### YOUR GOAL
Set down all the records below, word for word.

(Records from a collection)

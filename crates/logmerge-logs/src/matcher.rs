use std::collections::HashSet;

use crate::config::{CompiledComponent, PatternSet};

/// Picks the component that owns a file, by file name.
///
/// Components are tried in configuration order and the first whose file
/// pattern matches wins. When an allow-list is given, components outside
/// it (compared case-insensitively) are never considered.
#[derive(Clone, Debug)]
pub struct ComponentMatcher {
    allowed: Option<HashSet<String>>,
}

impl ComponentMatcher {
    /// `allowed` of `None`, or an empty list, admits every component
    pub fn new<I, S>(allowed: Option<I>) -> Self
    where
        I: IntoIterator<Item = S>,
        S: AsRef<str>,
    {
        let allowed = allowed
            .map(|names| {
                names
                    .into_iter()
                    .map(|name| name.as_ref().trim().to_lowercase())
                    .collect::<HashSet<_>>()
            })
            .filter(|names| !names.is_empty());
        Self { allowed }
    }

    /// Admit every component
    pub fn any() -> Self {
        Self { allowed: None }
    }

    fn admits(&self, component: &CompiledComponent) -> bool {
        match &self.allowed {
            Some(allowed) => allowed.contains(&component.name.to_lowercase()),
            None => true,
        }
    }

    /// Name-match `file_name` (a bare name, not a path) against `patterns`
    pub fn find<'a>(&self, file_name: &str, patterns: &'a PatternSet) -> Option<&'a CompiledComponent> {
        patterns
            .components()
            .iter()
            .filter(|component| self.admits(component))
            .find(|component| component.claims(file_name))
    }
}
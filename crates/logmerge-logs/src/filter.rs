use regex::{Regex, RegexBuilder};

use logmerge_types::LogRecord;

use crate::error::{LogError, Result};

/// Compiled filter over each record's raw source line
#[derive(Clone)]
pub struct CompiledFilter {
    /// Regex pattern (if any)
    regex: Option<Regex>,

    /// Original pattern string
    pattern: String,

    /// Emit records that do NOT match
    invert: bool,

    case_insensitive: bool,
}

impl CompiledFilter {
    /// Create a new filter from a pattern string; empty matches everything
    pub fn new(pattern: &str) -> Result<Self> {
        Self::build(pattern, false)
    }

    /// Create a case-insensitive filter
    pub fn new_case_insensitive(pattern: &str) -> Result<Self> {
        Self::build(pattern, true)
    }

    fn build(pattern: &str, case_insensitive: bool) -> Result<Self> {
        let regex = if pattern.is_empty() {
            None
        } else {
            let regex = RegexBuilder::new(pattern)
                .case_insensitive(case_insensitive)
                .build()
                .map_err(|source| LogError::InvalidPattern {
                    component: "<filter>".to_string(),
                    field: "filter".to_string(),
                    pattern: pattern.to_string(),
                    source,
                })?;
            Some(regex)
        };

        Ok(Self {
            regex,
            pattern: pattern.to_string(),
            invert: false,
            case_insensitive,
        })
    }

    /// Invert the match
    pub fn inverted(mut self) -> Self {
        self.invert = true;
        self
    }

    /// Check if a record passes this filter
    pub fn matches(&self, record: &LogRecord) -> bool {
        let text_match = match &self.regex {
            Some(re) => re.is_match(&record.raw),
            None => return true,
        };

        if self.invert { !text_match } else { text_match }
    }

    /// Get the original pattern
    pub fn pattern(&self) -> &str {
        &self.pattern
    }

    /// Check if filter is empty (matches everything)
    pub fn is_empty(&self) -> bool {
        self.regex.is_none()
    }

    pub fn is_case_insensitive(&self) -> bool {
        self.case_insensitive
    }
}

impl std::fmt::Debug for CompiledFilter {
    fn fmt(&self, f: &mut std::fmt::Formatter<'_>) -> std::fmt::Result {
        f.debug_struct("CompiledFilter")
            .field("pattern", &self.pattern)
            .field("invert", &self.invert)
            .field("case_insensitive", &self.case_insensitive)
            .finish()
    }
}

### WRITTEN ANSWER
filename crates/logmerge-logs/src/matcher.rs
use std::collections::HashSet;

use crate::config::{CompiledComponent, PatternSet};

/// Picks the component that owns a file, by file name.
///
/// Components are tried in configuration order and the first whose file
/// pattern matches wins. When an allow-list is given, components outside
/// it (compared case-insensitively) are never considered.
#[derive(Clone, Debug)]
pub struct ComponentMatcher {
    allowed: Option<HashSet<String>>,
}

impl ComponentMatcher {
    /// `allowed` of `None`, or an empty list, admits every component
    pub fn new<I, S>(allowed: Option<I>) -> Self
    where
        I: IntoIterator<Item = S>,
        S: AsRef<str>,
    {
        let allowed = allowed
            .map(|names| {
                names
                    .into_iter()
                    .map(|name| name.as_ref().trim().to_lowercase())
                    .collect::<HashSet<_>>()
            })
            .filter(|names| !names.is_empty());
        Self { allowed }
    }

    /// Admit every component
    pub fn any() -> Self {
        Self { allowed: None }
    }

    fn admits(&self, component: &CompiledComponent) -> bool {
        match &self.allowed {
            Some(allowed) => allowed.contains(&component.name.to_lowercase()),
            None => true,
        }
    }

    /// Name-match `file_name` (a bare name, not a path) against `patterns`
    pub fn find<'a>(&self, file_name: &str, patterns: &'a PatternSet) -> Option<&'a CompiledComponent> {
        patterns
            .components()
            .iter()
            .filter(|component| self.admits(component))
            .find(|component| component.claims(file_name))
    }
}
filename crates/logmerge-logs/src/filter.rs
use regex::{Regex, RegexBuilder};

use logmerge_types::LogRecord;

use crate::error::{LogError, Result};

/// Compiled filter over each record's raw source line
#[derive(Clone)]
pub struct CompiledFilter {
    /// Regex pattern (if any)
    regex: Option<Regex>,

    /// Original pattern string
    pattern: String,

    /// Emit records that do NOT match
    invert: bool,

    case_insensitive: bool,
}

impl CompiledFilter {
    /// Create a new filter from a pattern string; empty matches everything
    pub fn new(pattern: &str) -> Result<Self> {
        Self::build(pattern, false)
    }

    /// Create a case-insensitive filter
    pub fn new_case_insensitive(pattern: &str) -> Result<Self> {
        Self::build(pattern, true)
    }

    fn build(pattern: &str, case_insensitive: bool) -> Result<Self> {
        let regex = if pattern.is_empty() {
            None
        } else {
            let regex = RegexBuilder::new(pattern)
                .case_insensitive(case_insensitive)
                .build()
                .map_err(|source| LogError::InvalidPattern {
                    component: "<filter>".to_string(),
                    field: "filter".to_string(),
                    pattern: pattern.to_string(),
                    source,
                })?;
            Some(regex)
        };

        Ok(Self {
            regex,
            pattern: pattern.to_string(),
            invert: false,
            case_insensitive,
        })
    }

    /// Invert the match
    pub fn inverted(mut self) -> Self {
        self.invert = true;
        self
    }

    /// Check if a record passes this filter
    pub fn matches(&self, record: &LogRecord) -> bool {
        let text_match = match &self.regex {
            Some(re) => re.is_match(&record.raw),
            None => return true,
        };

        if self.invert { !text_match } else { text_match }
    }

    /// Get the original pattern
    pub fn pattern(&self) -> &str {
        &self.pattern
    }

    /// Check if filter is empty (matches everything)
    pub fn is_empty(&self) -> bool {
        self.regex.is_none()
    }

    pub fn is_case_insensitive(&self) -> bool {
        self.case_insensitive
    }
}

impl std::fmt::Debug for CompiledFilter {
    fn fmt(&self, f: &mut std::fmt::Formatter<'_>) -> std::fmt::Result {
        f.debug_struct("CompiledFilter")
            .field("pattern", &self.pattern)
            .field("invert", &self.invert)
            .field("case_insensitive", &self.case_insensitive)
            .finish()
    }
}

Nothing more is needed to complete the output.